▶ [Exercise aim]: Copy out every line of the data where the word "then" is found.

(Saved entries)
▬▬▬▬▬▬▬▬▬▬
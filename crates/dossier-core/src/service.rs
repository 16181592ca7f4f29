//! [`ResourceService`] — lifecycle operations over a [`ResourceStore`].
//!
//! The service validates input, enforces per-owner uniqueness of natural keys
//! and turns failed ownership checks into [`Error::NotFound`]. Every change to
//! a default flag is routed through the store's exclusivity transaction.

use std::{marker::PhantomData, sync::Arc};

use chrono::Utc;
use tracing::{debug, info};
use uuid::Uuid;

use crate::{
  Error, Result,
  phone::PhoneKind,
  resource::{NewResource, Resource, ResourceKind, ResourcePatch},
  store::{BulkOutcome, KeyScope, ResourceStore, StoreError, UpdateOutcome},
};

/// Read-modify-write attempts before giving up with [`Error::Contended`].
const MAX_WRITE_ATTEMPTS: usize = 5;

/// Lifecycle operations for resources of kind `K`, backed by store `S`.
///
/// Stateless between calls; cloning is cheap.
pub struct ResourceService<S, K> {
  store: Arc<S>,
  _kind: PhantomData<fn() -> K>,
}

impl<S, K> Clone for ResourceService<S, K> {
  fn clone(&self) -> Self {
    Self { store: Arc::clone(&self.store), _kind: PhantomData }
  }
}

impl<S, K> ResourceService<S, K>
where
  S: ResourceStore<K>,
  K: ResourceKind,
{
  pub fn new(store: Arc<S>) -> Self {
    Self { store, _kind: PhantomData }
  }

  // ── Queries ───────────────────────────────────────────────────────────

  /// The owner's resources, default first, then oldest first.
  pub async fn list(
    &self,
    owner_id: Uuid,
    include_inactive: bool,
  ) -> Result<Vec<Resource<K>>> {
    debug!(kind = K::NAME, %owner_id, include_inactive, "listing resources");
    self
      .store
      .list(owner_id, include_inactive)
      .await
      .map_err(store_error)
  }

  /// The owner's default resource, or `None` if no active resource is
  /// designated.
  pub async fn get_default(&self, owner_id: Uuid) -> Result<Option<Resource<K>>> {
    self.store.get_default(owner_id).await.map_err(store_error)
  }

  /// A single resource owned by `owner_id`, including soft-deleted ones.
  pub async fn get(&self, id: Uuid, owner_id: Uuid) -> Result<Resource<K>> {
    match self.store.get(id).await.map_err(store_error)? {
      Some(r) if r.owner_id == owner_id => Ok(r),
      _ => Err(Error::NotFound(id)),
    }
  }

  /// Active resources whose natural key matches `raw_key` after
  /// normalisation, optionally ignoring one owner's rows.
  pub async fn find_by_key(
    &self,
    raw_key: &str,
    exclude_owner: Option<Uuid>,
  ) -> Result<Vec<Resource<K>>> {
    let key = K::normalize_key(raw_key);
    let scope = exclude_owner.map_or(KeyScope::All, KeyScope::ExcludingOwner);
    self.store.find_by_key(&key, scope).await.map_err(store_error)
  }

  // ── Lifecycle ─────────────────────────────────────────────────────────

  /// Create an active resource for `owner_id`.
  ///
  /// When `input.is_default` is set the new resource becomes the owner's
  /// only default.
  pub async fn create(
    &self,
    owner_id: Uuid,
    input: NewResource<K>,
  ) -> Result<Resource<K>> {
    if owner_id.is_nil() {
      return Err(Error::validation("owner id is required"));
    }
    K::validate(&input.payload)?;

    let key = K::natural_key(&input.payload);
    self.ensure_key_free(owner_id, &key, None).await?;

    let is_default = input.is_default;
    let created = self
      .store
      .insert(owner_id, input)
      .await
      .map_err(|e| key_error::<K, _>(e, &key))?;

    info!(
      kind = K::NAME,
      %owner_id,
      resource_id = %created.id,
      is_default,
      "resource created"
    );
    Ok(created)
  }

  /// Edit a resource. `patch.make_default` routes through the same path as
  /// [`Self::set_default`].
  pub async fn update(
    &self,
    id: Uuid,
    owner_id: Uuid,
    patch: ResourcePatch<K>,
  ) -> Result<Resource<K>> {
    self.guard(id, owner_id).await?;
    let ResourcePatch { fields, make_default } = patch;
    let updated = self
      .rewrite(id, owner_id, make_default, move |payload| {
        K::apply_patch(payload, fields.clone());
        Ok(())
      })
      .await?;

    if make_default {
      info!(kind = K::NAME, %owner_id, resource_id = %id, "default designated");
    }
    Ok(updated)
  }

  /// Designate `id` as the owner's default, clearing any previous default.
  /// Idempotent.
  pub async fn set_default(&self, id: Uuid, owner_id: Uuid) -> Result<Resource<K>> {
    self.guard(id, owner_id).await?;
    let resource = self
      .store
      .make_default(id, owner_id)
      .await
      .map_err(store_error)?
      .ok_or(Error::NotFound(id))?;

    info!(kind = K::NAME, %owner_id, resource_id = %id, "default designated");
    Ok(resource)
  }

  /// Soft-delete `id`. If it was the default, the owner's oldest remaining
  /// active resource is promoted; with none left the owner has no default.
  pub async fn soft_delete(&self, id: Uuid, owner_id: Uuid) -> Result<bool> {
    self.guard(id, owner_id).await?;
    let deactivation = self
      .store
      .deactivate(id, owner_id)
      .await
      .map_err(store_error)?
      .ok_or(Error::NotFound(id))?;

    match &deactivation.promoted {
      Some(successor) => info!(
        kind = K::NAME,
        %owner_id,
        resource_id = %id,
        successor_id = %successor.id,
        "default deleted, successor promoted"
      ),
      None => info!(kind = K::NAME, %owner_id, resource_id = %id, "resource deleted"),
    }
    Ok(true)
  }

  /// Activate or deactivate the listed resources of `owner_id`. Ids that are
  /// unknown or belong to another owner are ignored; resources outside `ids`
  /// are left untouched apart from default succession.
  pub async fn bulk_set_active(
    &self,
    owner_id: Uuid,
    ids: &[Uuid],
    active: bool,
  ) -> Result<BulkOutcome> {
    if ids.is_empty() {
      return Ok(BulkOutcome::default());
    }
    let mut ids = ids.to_vec();
    ids.sort_unstable();
    ids.dedup();

    let keys = if active {
      self.ensure_reactivation_keys_free(owner_id, &ids).await?
    } else {
      Vec::new()
    };

    let outcome = self
      .store
      .set_active_many(owner_id, ids, active)
      .await
      .map_err(|e| key_error::<K, _>(e, &keys.join(", ")))?;

    info!(
      kind = K::NAME,
      %owner_id,
      active,
      changed = outcome.changed.len(),
      promoted = ?outcome.promoted,
      "bulk status change"
    );
    Ok(outcome)
  }

  // ── Helpers ───────────────────────────────────────────────────────────

  /// The ownership guard, mapped to [`Error::NotFound`].
  async fn guard(&self, id: Uuid, owner_id: Uuid) -> Result<()> {
    let owned = self
      .store
      .is_owned_by(id, owner_id, true)
      .await
      .map_err(store_error)?;
    if owned { Ok(()) } else { Err(Error::NotFound(id)) }
  }

  /// Fetch an active resource of `owner_id` for modification. Run after
  /// [`Self::guard`]; the row may have changed in between.
  async fn load_owned(&self, id: Uuid, owner_id: Uuid) -> Result<Resource<K>> {
    match self.store.get(id).await.map_err(store_error)? {
      Some(r) if r.owner_id == owner_id && r.is_active => Ok(r),
      _ => Err(Error::NotFound(id)),
    }
  }

  /// Read the current payload, apply `edit`, validate and write it back.
  ///
  /// The write only lands if the row is unchanged since the read; otherwise
  /// the whole cycle starts again from a fresh read, so edits committed by
  /// other writers in between are kept.
  async fn rewrite<F>(
    &self,
    id: Uuid,
    owner_id: Uuid,
    make_default: bool,
    mut edit: F,
  ) -> Result<Resource<K>>
  where
    F: FnMut(&mut K::Payload) -> Result<()>,
  {
    for attempt in 1..=MAX_WRITE_ATTEMPTS {
      let current = self.load_owned(id, owner_id).await?;
      let mut payload = current.payload;
      edit(&mut payload)?;
      K::validate(&payload)?;

      let key = K::natural_key(&payload);
      self.ensure_key_free(owner_id, &key, Some(id)).await?;

      let outcome = self
        .store
        .update(id, owner_id, current.updated_at, payload, make_default)
        .await
        .map_err(|e| key_error::<K, _>(e, &key))?
        .ok_or(Error::NotFound(id))?;

      match outcome {
        UpdateOutcome::Updated(resource) => return Ok(resource),
        UpdateOutcome::Stale => {
          debug!(kind = K::NAME, %owner_id, resource_id = %id, attempt, "stale read, retrying");
        }
      }
    }
    Err(Error::Contended(id))
  }

  async fn ensure_key_free(
    &self,
    owner_id: Uuid,
    key: &str,
    except: Option<Uuid>,
  ) -> Result<()> {
    let holders = self
      .store
      .find_by_key(key, KeyScope::Owner(owner_id))
      .await
      .map_err(store_error)?;
    if holders.iter().any(|r| Some(r.id) != except) {
      return Err(Error::Duplicate { kind: K::NAME, key: key.to_owned() });
    }
    Ok(())
  }

  /// Reject a reactivation that would give the owner two active rows with
  /// the same natural key, either with an active sibling or within `ids`.
  /// Returns the keys being reclaimed.
  async fn ensure_reactivation_keys_free(
    &self,
    owner_id: Uuid,
    ids: &[Uuid],
  ) -> Result<Vec<String>> {
    let mut claimed: Vec<String> = Vec::new();
    for id in ids {
      let Some(r) = self.store.get(*id).await.map_err(store_error)? else {
        continue;
      };
      if r.owner_id != owner_id || r.is_active {
        continue;
      }
      let key = K::natural_key(&r.payload);
      if claimed.contains(&key) {
        return Err(Error::Duplicate { kind: K::NAME, key });
      }
      self.ensure_key_free(owner_id, &key, None).await?;
      claimed.push(key);
    }
    Ok(claimed)
  }
}

impl<S> ResourceService<S, PhoneKind>
where
  S: ResourceStore<PhoneKind>,
{
  /// Mark a phone number as verified now. The number verified is the one
  /// stored at the time of the write.
  pub async fn verify(&self, id: Uuid, owner_id: Uuid) -> Result<Resource<PhoneKind>> {
    self.guard(id, owner_id).await?;
    let verified = self
      .rewrite(id, owner_id, false, |phone| {
        phone.mark_verified(Utc::now());
        Ok(())
      })
      .await?;

    info!(%owner_id, resource_id = %id, "phone number verified");
    Ok(verified)
  }
}

fn store_error<E: StoreError>(e: E) -> Error { Error::Store(Box::new(e)) }

/// Map a write failure, reporting a lost race on the natural key as a
/// duplicate.
fn key_error<K: ResourceKind, E: StoreError>(e: E, key: &str) -> Error {
  if e.is_conflict() {
    Error::Duplicate { kind: K::NAME, key: key.to_owned() }
  } else {
    store_error(e)
  }
}
//! The generic owned resource and the kind descriptor it is parameterised by.
//!
//! Addresses and phone numbers share one lifecycle: owned by exactly one
//! owner, soft-deleted through `is_active`, and at most one active row per
//! owner flagged `is_default`. Everything that differs between kinds lives
//! behind [`ResourceKind`].

use std::fmt::Debug;

use chrono::{DateTime, Utc};
use serde::{Deserialize, Serialize, de::DeserializeOwned};
use uuid::Uuid;

use crate::Result;

// ─── Kind descriptor ─────────────────────────────────────────────────────────

/// Describes one kind of owned resource: where it is stored, what its payload
/// looks like, and which uniqueness rule applies to it.
pub trait ResourceKind: Debug + Clone + Send + Sync + 'static {
  /// Singular human-readable name, used in errors and log fields.
  const NAME: &'static str;

  /// Backing table name. Must be a trusted identifier; it is interpolated
  /// into SQL.
  const TABLE: &'static str;

  type Payload: Debug
    + Clone
    + Serialize
    + DeserializeOwned
    + Send
    + Sync
    + 'static;

  /// A partial edit of [`Self::Payload`]; `None` fields are left unchanged.
  type Patch: Debug + Clone + Default + Send + 'static;

  /// Reject payloads that are missing required fields.
  fn validate(payload: &Self::Payload) -> Result<()>;

  /// Normalise a raw natural-key value (e.g. a user-typed phone number) so it
  /// can be compared with stored keys.
  fn normalize_key(raw: &str) -> String;

  /// The normalised natural key of `payload`. One active row per owner may
  /// hold a given key.
  fn natural_key(payload: &Self::Payload) -> String;

  /// Apply `patch` to `payload` in place.
  fn apply_patch(payload: &mut Self::Payload, patch: Self::Patch);
}

// ─── Resource ────────────────────────────────────────────────────────────────

/// A stored resource of kind `K`.
#[derive(Debug, Clone, Serialize, Deserialize)]
#[serde(bound(
  serialize = "K::Payload: Serialize",
  deserialize = "K::Payload: DeserializeOwned"
))]
pub struct Resource<K: ResourceKind> {
  pub id:         Uuid,
  pub owner_id:   Uuid,
  pub payload:    K::Payload,
  pub is_default: bool,
  /// `false` once soft-deleted. Inactive rows are never default.
  pub is_active:  bool,
  pub created_at: DateTime<Utc>,
  pub updated_at: DateTime<Utc>,
}

// ─── Inputs ──────────────────────────────────────────────────────────────────

/// Input to [`crate::service::ResourceService::create`]. The id, owner and
/// timestamps are assigned by the service and the store.
#[derive(Debug, Clone)]
pub struct NewResource<K: ResourceKind> {
  pub payload:    K::Payload,
  pub is_default: bool,
}

impl<K: ResourceKind> NewResource<K> {
  /// A non-default resource carrying `payload`.
  pub fn new(payload: K::Payload) -> Self {
    Self { payload, is_default: false }
  }

  pub fn as_default(mut self) -> Self {
    self.is_default = true;
    self
  }
}

/// Input to [`crate::service::ResourceService::update`].
///
/// There is no way to clear the default flag through a patch: the default
/// only moves when another resource is designated or the default is deleted.
#[derive(Debug, Clone)]
pub struct ResourcePatch<K: ResourceKind> {
  pub fields:       K::Patch,
  /// Designate the resource as the owner's default.
  pub make_default: bool,
}

impl<K: ResourceKind> Default for ResourcePatch<K> {
  fn default() -> Self {
    Self { fields: K::Patch::default(), make_default: false }
  }
}

impl<K: ResourceKind> ResourcePatch<K> {
  pub fn fields(fields: K::Patch) -> Self {
    Self { fields, make_default: false }
  }

  pub fn and_make_default(mut self) -> Self {
    self.make_default = true;
    self
  }
}

/// Require a non-blank string field.
pub(crate) fn require(field: &str, value: &str) -> Result<()> {
  if value.trim().is_empty() {
    return Err(crate::Error::validation(format!("{field} is required")));
  }
  Ok(())
}
//! [`SqliteStore`] — the SQLite implementation of [`ResourceStore`].

use std::{path::Path, time::Duration};

use chrono::{DateTime, Utc};
use dossier_core::{
  NewResource, Resource, ResourceKind,
  store::{BulkOutcome, Deactivation, KeyScope, ResourceStore, UpdateOutcome},
};
use rusqlite::{Connection, OptionalExtension as _, TransactionBehavior};
use uuid::Uuid;

use crate::{
  Error, Result,
  encode::{COLUMNS, RawResource, decode_uuid, encode_dt, encode_payload, encode_uuid},
  schema::SCHEMA,
};

// ─── Store ───────────────────────────────────────────────────────────────────

/// How long a writer waits for another connection's transaction to finish.
const BUSY_TIMEOUT: Duration = Duration::from_secs(5);

/// A Dossier resource store backed by a single SQLite file.
///
/// Cloning is cheap — the inner connection is reference-counted. All calls
/// are executed one at a time on the connection's thread; mutations that span
/// several statements run in an `IMMEDIATE` transaction.
#[derive(Clone)]
pub struct SqliteStore {
  conn: tokio_rusqlite::Connection,
}

impl SqliteStore {
  /// Open (or create) a store at `path` and run schema initialisation.
  pub async fn open(path: impl AsRef<Path>) -> Result<Self> {
    let shown = path.as_ref().display().to_string();
    let conn = tokio_rusqlite::Connection::open(path).await?;
    let store = Self { conn };
    store.init_schema().await?;
    tracing::debug!(path = %shown, "opened sqlite store");
    Ok(store)
  }

  /// Open an in-memory store — useful for testing.
  pub async fn open_in_memory() -> Result<Self> {
    let conn = tokio_rusqlite::Connection::open_in_memory().await?;
    let store = Self { conn };
    store.init_schema().await?;
    Ok(store)
  }

  async fn init_schema(&self) -> Result<()> {
    self
      .conn
      .call(|conn| {
        conn.busy_timeout(BUSY_TIMEOUT)?;
        conn.execute_batch(SCHEMA)?;
        Ok(())
      })
      .await?;
    Ok(())
  }
}

// ─── Statement helpers ───────────────────────────────────────────────────────
//
// These run on the connection thread, usually inside an open transaction.

fn select_one(
  conn: &Connection,
  table: &str,
  id: &str,
) -> rusqlite::Result<Option<RawResource>> {
  conn
    .query_row(
      &format!("SELECT {COLUMNS} FROM {table} WHERE resource_id = ?1"),
      rusqlite::params![id],
      RawResource::from_row,
    )
    .optional()
}

/// The ownership guard as run inside a mutating transaction: the row must
/// exist, belong to `owner` and be active.
fn select_owned_active(
  conn: &Connection,
  table: &str,
  id: &str,
  owner: &str,
) -> rusqlite::Result<Option<RawResource>> {
  conn
    .query_row(
      &format!(
        "SELECT {COLUMNS} FROM {table}
         WHERE resource_id = ?1 AND owner_id = ?2 AND is_active = 1"
      ),
      rusqlite::params![id, owner],
      RawResource::from_row,
    )
    .optional()
}

/// The exclusivity primitive: clear every other default of `owner`, then set
/// `id`. Both statements must run in the caller's transaction.
///
/// The clear is not restricted to active rows. Rows already in the target
/// state are left alone so repeated calls do not refresh `updated_at`.
fn promote(
  conn: &Connection,
  table: &str,
  id: &str,
  owner: &str,
  now: &str,
) -> rusqlite::Result<()> {
  conn.execute(
    &format!(
      "UPDATE {table} SET is_default = 0, updated_at = ?3
       WHERE owner_id = ?1 AND resource_id != ?2 AND is_default = 1"
    ),
    rusqlite::params![owner, id, now],
  )?;
  conn.execute(
    &format!(
      "UPDATE {table} SET is_default = 1, updated_at = ?2
       WHERE resource_id = ?1 AND is_default = 0"
    ),
    rusqlite::params![id, now],
  )?;
  Ok(())
}

/// The successor picked when the default goes away: the earliest created
/// active row, ties broken by insertion order.
fn oldest_active(
  conn: &Connection,
  table: &str,
  owner: &str,
) -> rusqlite::Result<Option<String>> {
  conn
    .query_row(
      &format!(
        "SELECT resource_id FROM {table}
         WHERE owner_id = ?1 AND is_active = 1
         ORDER BY created_at ASC, rowid ASC
         LIMIT 1"
      ),
      rusqlite::params![owner],
      |r| r.get(0),
    )
    .optional()
}

fn decode_all<K: ResourceKind>(raws: Vec<RawResource>) -> Result<Vec<Resource<K>>> {
  raws.into_iter().map(RawResource::into_resource).collect()
}

// ─── ResourceStore impl ──────────────────────────────────────────────────────

impl<K: ResourceKind> ResourceStore<K> for SqliteStore {
  type Error = Error;

  // ── Ownership guard ───────────────────────────────────────────────────────

  async fn is_owned_by(&self, id: Uuid, owner_id: Uuid, active_only: bool) -> Result<bool> {
    let table     = K::TABLE;
    let id_str    = encode_uuid(id);
    let owner_str = encode_uuid(owner_id);

    let is_active: Option<bool> = self
      .conn
      .call(move |conn| {
        Ok(
          conn
            .query_row(
              &format!(
                "SELECT is_active FROM {table} WHERE resource_id = ?1 AND owner_id = ?2"
              ),
              rusqlite::params![id_str, owner_str],
              |r| r.get(0),
            )
            .optional()?,
        )
      })
      .await?;

    Ok(is_active.is_some_and(|active| active || !active_only))
  }

  // ── Reads ─────────────────────────────────────────────────────────────────

  async fn get(&self, id: Uuid) -> Result<Option<Resource<K>>> {
    let table  = K::TABLE;
    let id_str = encode_uuid(id);

    let raw = self
      .conn
      .call(move |conn| Ok(select_one(conn, table, &id_str)?))
      .await?;

    raw.map(RawResource::into_resource).transpose()
  }

  async fn list(&self, owner_id: Uuid, include_inactive: bool) -> Result<Vec<Resource<K>>> {
    let table     = K::TABLE;
    let owner_str = encode_uuid(owner_id);

    let raws = self
      .conn
      .call(move |conn| {
        let mut stmt = conn.prepare(&format!(
          "SELECT {COLUMNS} FROM {table}
           WHERE owner_id = ?1 AND (?2 OR is_active = 1)
           ORDER BY is_default DESC, created_at ASC, rowid ASC"
        ))?;
        let rows = stmt
          .query_map(
            rusqlite::params![owner_str, include_inactive],
            RawResource::from_row,
          )?
          .collect::<rusqlite::Result<Vec<_>>>()?;
        Ok(rows)
      })
      .await?;

    decode_all(raws)
  }

  async fn get_default(&self, owner_id: Uuid) -> Result<Option<Resource<K>>> {
    let table     = K::TABLE;
    let owner_str = encode_uuid(owner_id);

    let raw = self
      .conn
      .call(move |conn| {
        Ok(
          conn
            .query_row(
              &format!(
                "SELECT {COLUMNS} FROM {table}
                 WHERE owner_id = ?1 AND is_default = 1 AND is_active = 1"
              ),
              rusqlite::params![owner_str],
              RawResource::from_row,
            )
            .optional()?,
        )
      })
      .await?;

    raw.map(RawResource::into_resource).transpose()
  }

  async fn find_by_key(&self, key: &str, scope: KeyScope) -> Result<Vec<Resource<K>>> {
    let table = K::TABLE;
    let key   = key.to_owned();
    let (owner_cond, owner_str) = match scope {
      KeyScope::Owner(o) => ("owner_id = ?2", Some(encode_uuid(o))),
      KeyScope::ExcludingOwner(o) => ("owner_id != ?2", Some(encode_uuid(o))),
      KeyScope::All => ("?2 IS NULL", None),
    };

    let raws = self
      .conn
      .call(move |conn| {
        let mut stmt = conn.prepare(&format!(
          "SELECT {COLUMNS} FROM {table}
           WHERE natural_key = ?1 AND is_active = 1 AND {owner_cond}
           ORDER BY created_at ASC, rowid ASC"
        ))?;
        let rows = stmt
          .query_map(rusqlite::params![key, owner_str], RawResource::from_row)?
          .collect::<rusqlite::Result<Vec<_>>>()?;
        Ok(rows)
      })
      .await?;

    decode_all(raws)
  }

  // ── Writes ────────────────────────────────────────────────────────────────

  async fn insert(&self, owner_id: Uuid, input: NewResource<K>) -> Result<Resource<K>> {
    let table        = K::TABLE;
    let id           = Uuid::new_v4();
    let id_str       = encode_uuid(id);
    let owner_str    = encode_uuid(owner_id);
    let key          = K::natural_key(&input.payload);
    let payload_json = encode_payload::<K>(&input.payload)?;
    let now          = encode_dt(Utc::now());
    let as_default   = input.is_default;

    let raw = self
      .conn
      .call(move |conn| {
        let tx = conn.transaction_with_behavior(TransactionBehavior::Immediate)?;
        tx.execute(
          &format!(
            "INSERT INTO {table} (
               resource_id, owner_id, natural_key, payload_json,
               is_default, is_active, created_at, updated_at
             ) VALUES (?1, ?2, ?3, ?4, 0, 1, ?5, ?5)"
          ),
          rusqlite::params![id_str, owner_str, key, payload_json, now],
        )?;
        if as_default {
          promote(&tx, table, &id_str, &owner_str, &now)?;
        }
        let raw = select_one(&tx, table, &id_str)?;
        tx.commit()?;
        Ok(raw)
      })
      .await?;

    raw.ok_or(Error::MissingRow(id))?.into_resource()
  }

  async fn make_default(&self, id: Uuid, owner_id: Uuid) -> Result<Option<Resource<K>>> {
    let table     = K::TABLE;
    let id_str    = encode_uuid(id);
    let owner_str = encode_uuid(owner_id);
    let now       = encode_dt(Utc::now());

    let raw = self
      .conn
      .call(move |conn| {
        let tx = conn.transaction_with_behavior(TransactionBehavior::Immediate)?;
        if select_owned_active(&tx, table, &id_str, &owner_str)?.is_none() {
          return Ok(None);
        }
        promote(&tx, table, &id_str, &owner_str, &now)?;
        let raw = select_one(&tx, table, &id_str)?;
        tx.commit()?;
        Ok(raw)
      })
      .await?;

    raw.map(RawResource::into_resource).transpose()
  }

  async fn update(
    &self,
    id: Uuid,
    owner_id: Uuid,
    read_at: DateTime<Utc>,
    payload: K::Payload,
    make_default: bool,
  ) -> Result<Option<UpdateOutcome<K>>> {
    let table        = K::TABLE;
    let id_str       = encode_uuid(id);
    let owner_str    = encode_uuid(owner_id);
    let read_at      = encode_dt(read_at);
    let key          = K::natural_key(&payload);
    let payload_json = encode_payload::<K>(&payload)?;
    let now          = encode_dt(Utc::now());

    let raw = self
      .conn
      .call(move |conn| {
        let tx = conn.transaction_with_behavior(TransactionBehavior::Immediate)?;
        let Some(current) = select_owned_active(&tx, table, &id_str, &owner_str)? else {
          return Ok(None);
        };
        // Outer `Some`: the row is owned and active. Inner `None`: it changed
        // after the caller read it.
        if current.updated_at != read_at {
          return Ok(Some(None));
        }
        tx.execute(
          &format!(
            "UPDATE {table}
             SET payload_json = ?2, natural_key = ?3, updated_at = ?4
             WHERE resource_id = ?1"
          ),
          rusqlite::params![id_str, payload_json, key, now],
        )?;
        if make_default {
          promote(&tx, table, &id_str, &owner_str, &now)?;
        }
        let raw = select_one(&tx, table, &id_str)?;
        tx.commit()?;
        Ok(Some(raw))
      })
      .await?;

    match raw {
      None => Ok(None),
      Some(None) => Ok(Some(UpdateOutcome::Stale)),
      Some(Some(raw)) => Ok(Some(UpdateOutcome::Updated(raw.into_resource()?))),
    }
  }

  async fn deactivate(&self, id: Uuid, owner_id: Uuid) -> Result<Option<Deactivation<K>>> {
    let table     = K::TABLE;
    let id_str    = encode_uuid(id);
    let owner_str = encode_uuid(owner_id);
    let now       = encode_dt(Utc::now());

    let raws = self
      .conn
      .call(move |conn| {
        let tx = conn.transaction_with_behavior(TransactionBehavior::Immediate)?;
        let Some(current) = select_owned_active(&tx, table, &id_str, &owner_str)? else {
          return Ok(None);
        };
        tx.execute(
          &format!(
            "UPDATE {table} SET is_active = 0, is_default = 0, updated_at = ?2
             WHERE resource_id = ?1"
          ),
          rusqlite::params![id_str, now],
        )?;

        let mut promoted = None;
        if current.is_default
          && let Some(successor) = oldest_active(&tx, table, &owner_str)?
        {
          promote(&tx, table, &successor, &owner_str, &now)?;
          promoted = select_one(&tx, table, &successor)?;
        }

        let deactivated = select_one(&tx, table, &id_str)?;
        tx.commit()?;
        Ok(deactivated.map(|d| (d, promoted)))
      })
      .await?;

    let Some((deactivated, promoted)) = raws else {
      return Ok(None);
    };
    Ok(Some(Deactivation {
      resource: deactivated.into_resource()?,
      promoted: promoted.map(RawResource::into_resource).transpose()?,
    }))
  }

  async fn set_active_many(
    &self,
    owner_id: Uuid,
    ids: Vec<Uuid>,
    active: bool,
  ) -> Result<BulkOutcome> {
    let table     = K::TABLE;
    let owner_str = encode_uuid(owner_id);
    let id_strs   = ids.into_iter().map(encode_uuid).collect::<Vec<_>>();
    let now       = encode_dt(Utc::now());

    let (changed, promoted): (Vec<String>, Option<String>) = self
      .conn
      .call(move |conn| {
        let tx = conn.transaction_with_behavior(TransactionBehavior::Immediate)?;
        let mut changed = Vec::new();
        let mut lost_default = false;
        {
          // Scoped by both owner and id: rows outside `ids` are never
          // selected here.
          let mut select = tx.prepare(&format!(
            "SELECT is_active, is_default FROM {table}
             WHERE resource_id = ?1 AND owner_id = ?2"
          ))?;
          let mut flip = tx.prepare(&format!(
            "UPDATE {table} SET is_active = ?2, is_default = 0, updated_at = ?3
             WHERE resource_id = ?1"
          ))?;

          for id in id_strs {
            let state: Option<(bool, bool)> = select
              .query_row(rusqlite::params![id, owner_str], |r| Ok((r.get(0)?, r.get(1)?)))
              .optional()?;
            let Some((is_active, is_default)) = state else { continue };
            if is_active == active {
              continue;
            }
            lost_default |= is_default;
            flip.execute(rusqlite::params![id, active, now])?;
            changed.push(id);
          }
        }

        let mut promoted = None;
        if lost_default && let Some(successor) = oldest_active(&tx, table, &owner_str)? {
          promote(&tx, table, &successor, &owner_str, &now)?;
          promoted = Some(successor);
        }

        tx.commit()?;
        Ok((changed, promoted))
      })
      .await?;

    Ok(BulkOutcome {
      changed:  changed.iter().map(|s| decode_uuid(s)).collect::<Result<_>>()?,
      promoted: promoted.as_deref().map(decode_uuid).transpose()?,
    })
  }
}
▬▬▬▬▬▬▬▬▬▬
▶ [Answer to the problem]:
  /// The owner's resources, default first, then oldest first.
/// The exclusivity primitive: clear every other default of `owner`, then set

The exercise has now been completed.